Now Australian researchers are trying to change the way we track and respond to antibiotic resistance, so scientists can respond quicker and more efficiently when our existing drugs fail.

"What we are proposing is a method that measures the underlying problem and gives a quantifiable solution that can be used to see if measures to control [antimicrobial resistance] are working," said Carolyn Michael from the University of Technology Sydney Faculty of Science (UTS Science).

Bacteria and other microbes have very quick life cycles, and a number of ways to pass genes between each other.

This means that whenever we find a new antibiotic to kill off bacteria, they quickly evolve ways of getting around it and can then pass on these new genes rapidly, spreading the resistance further.

Right now, the way that we investigate antibiotic resistance is to look at the number of microbial infections at any one time that aren't responding to antibiotics.

But Michael and her team suspect this is not the most efficient way of approaching the problem.

"Monitoring the crisis is largely limited to counting increasing numbers of resistant pathogens. Rather than monitoring pathogens we are proposing monitoring resistance genes that exist throughout the microbial world and not just in pathogens," she says.

"Doing this will let us see rising numbers of resistance genes before they get to a pathogen and also keep an eye on the different types of resistance genes already in pathogens."
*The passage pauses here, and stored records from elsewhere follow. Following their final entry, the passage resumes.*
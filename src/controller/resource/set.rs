//! Ordered composition of pipeline steps
//!
//! Creation runs the steps in list order, deletion in reverse order. All
//! steps of one run share a fresh `RunContext`. A step may cancel the run;
//! the set checks the flag after every step and stops without error.

use super::instrumented::Instrumented;
use super::retry::{RetryConfig, Retrying};
use super::{Resource, ResourceError};
use crate::controller::context::{ReconcileContext, RunContext};
use crate::server::metrics::SharedMetrics;
use thiserror::Error;
use tracing::{debug, info};

/// How a run of a resource set ended, errors aside
#[derive(Clone, Copy, Debug, PartialEq, Eq)]
pub enum Outcome {
    /// Every step ran
    Completed,
    /// A step canceled the run; the next trigger starts over
    Canceled,
    /// The set does not handle this object
    Skipped,
}

impl Outcome {
    pub fn as_str(&self) -> &'static str {
        match self {
            Outcome::Completed => "completed",
            Outcome::Canceled => "canceled",
            Outcome::Skipped => "skipped",
        }
    }
}

/// A failed run, wrapped with the step that failed
#[derive(Debug, Error)]
#[error("resource {resource} failed: {source}")]
pub struct PipelineError {
    pub resource: String,
    #[source]
    pub source: ResourceError,
}

type HandlesFn<K> = Box<dyn Fn(&K) -> bool + Send + Sync>;
type InitCtxFn<K> = Box<dyn Fn(&K) -> Result<ReconcileContext, ResourceError> + Send + Sync>;

/// Name under which failures of the context hook are reported
const INIT_CTX: &str = "init_ctx";

pub struct ResourceSet<K> {
    name: String,
    resources: Vec<Box<dyn Resource<K>>>,
    handles: HandlesFn<K>,
    init_ctx: InitCtxFn<K>,
    metrics: Option<SharedMetrics>,
}

impl<K: Send + Sync + 'static> ResourceSet<K> {
    /// Wrap every step with retries and metrics
    ///
    /// Handles every object and attaches an empty context until configured
    /// otherwise.
    pub fn new(
        name: &str,
        resources: Vec<Box<dyn Resource<K>>>,
        retry: RetryConfig,
        metrics: Option<SharedMetrics>,
    ) -> Self {
        let resources = resources
            .into_iter()
            .map(|resource| {
                let retrying: Box<dyn Resource<K>> =
                    Box::new(Retrying::new(resource, retry.clone()));
                Box::new(Instrumented::new(retrying, metrics.clone())) as Box<dyn Resource<K>>
            })
            .collect();

        ResourceSet {
            name: name.to_string(),
            resources,
            handles: Box::new(|_| true),
            init_ctx: Box::new(|_| Ok(ReconcileContext::default())),
            metrics,
        }
    }

    pub fn with_handles(mut self, handles: impl Fn(&K) -> bool + Send + Sync + 'static) -> Self {
        self.handles = Box::new(handles);
        self
    }

    pub fn with_init_ctx(
        mut self,
        init_ctx: impl Fn(&K) -> Result<ReconcileContext, ResourceError> + Send + Sync + 'static,
    ) -> Self {
        self.init_ctx = Box::new(init_ctx);
        self
    }

    pub fn name(&self) -> &str {
        &self.name
    }

    pub fn handles(&self, obj: &K) -> bool {
        (self.handles)(obj)
    }

    /// Fresh run with a brand-new context attached
    pub fn init_ctx(&self, obj: &K) -> Result<RunContext, PipelineError> {
        let ctx = (self.init_ctx)(obj).map_err(|source| PipelineError {
            resource: INIT_CTX.to_string(),
            source,
        })?;
        Ok(RunContext::new().with_context(ctx))
    }

    /// Step names in creation order
    pub fn resource_names(&self) -> Vec<&str> {
        self.resources.iter().map(|r| r.name()).collect()
    }

    pub async fn ensure_created(&self, obj: &K) -> Result<Outcome, PipelineError> {
        let result = self.run(obj, false).await;
        self.record(&result);
        result
    }

    pub async fn ensure_deleted(&self, obj: &K) -> Result<Outcome, PipelineError> {
        let result = self.run(obj, true).await;
        self.record(&result);
        result
    }

    async fn run(&self, obj: &K, deleting: bool) -> Result<Outcome, PipelineError> {
        if !self.handles(obj) {
            debug!(set = %self.name, "Object not handled by this resource set");
            return Ok(Outcome::Skipped);
        }

        let mut run = self.init_ctx(obj)?;

        let mut steps: Vec<&dyn Resource<K>> = self.resources.iter().map(|r| r.as_ref()).collect();
        if deleting {
            steps.reverse();
        }

        for resource in steps {
            let result = if deleting {
                resource.ensure_deleted(&mut run, obj).await
            } else {
                resource.ensure_created(&mut run, obj).await
            };
            result.map_err(|source| PipelineError {
                resource: resource.name().to_string(),
                source,
            })?;

            if run.is_canceled() {
                info!(
                    set = %self.name,
                    resource = %resource.name(),
                    "Reconciliation canceled"
                );
                return Ok(Outcome::Canceled);
            }
        }

        Ok(Outcome::Completed)
    }

    fn record(&self, result: &Result<Outcome, PipelineError>) {
        let label = match result {
            Ok(outcome) => outcome.as_str(),
            Err(_) => "error",
        };
        if let Some(metrics) = &self.metrics {
            metrics.record_reconciliation(&self.name, label);
        }
    }
}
Instead, the team wants to investigate all bacteria types - even those that don't affect us - because the resistance genes in any type of bacteria can be passed onto a microbe that does, via a process called horizontal gene transfer.

This would mean monitoring the resistance genes in bacteria from our sewage, hospitals, and surrounding environments, to understand which resistance genes in the area are currently evolving, and which could potentially become a problem.

"The World Health Organisation recognises this is an up-and-coming crisis. What we are providing is a framework for prediction before [antimicrobial resistance] reaches threshold levels in certain areas," says team member, Ashley Franks, from La Trobe University.

The researchers think this approach would allow clinicians and health authorities to know which antibacterial compounds would be most effective, and when other compounds should be 'rested', so they can be used again down the track.

 "I've spent a lot of time in clinical settings and I know doctors are frustrated that they have no way of knowing how long the antimicrobials that they rely on to cure their patients will continue to work," says Michael.

"Global health authorities also need a way to see if their attempts to reduce [antimicrobial resistance] are working before a newly untreatable disease strikes. What we are proposing is a global protocol that both defines and measures the size of the problem and so offers solutions to handle this critical issue."

Considering more and more microbial infections are becoming resistant to whatever antibiotics we try, it's great to see a different approach.

The research has been published in Open Biology.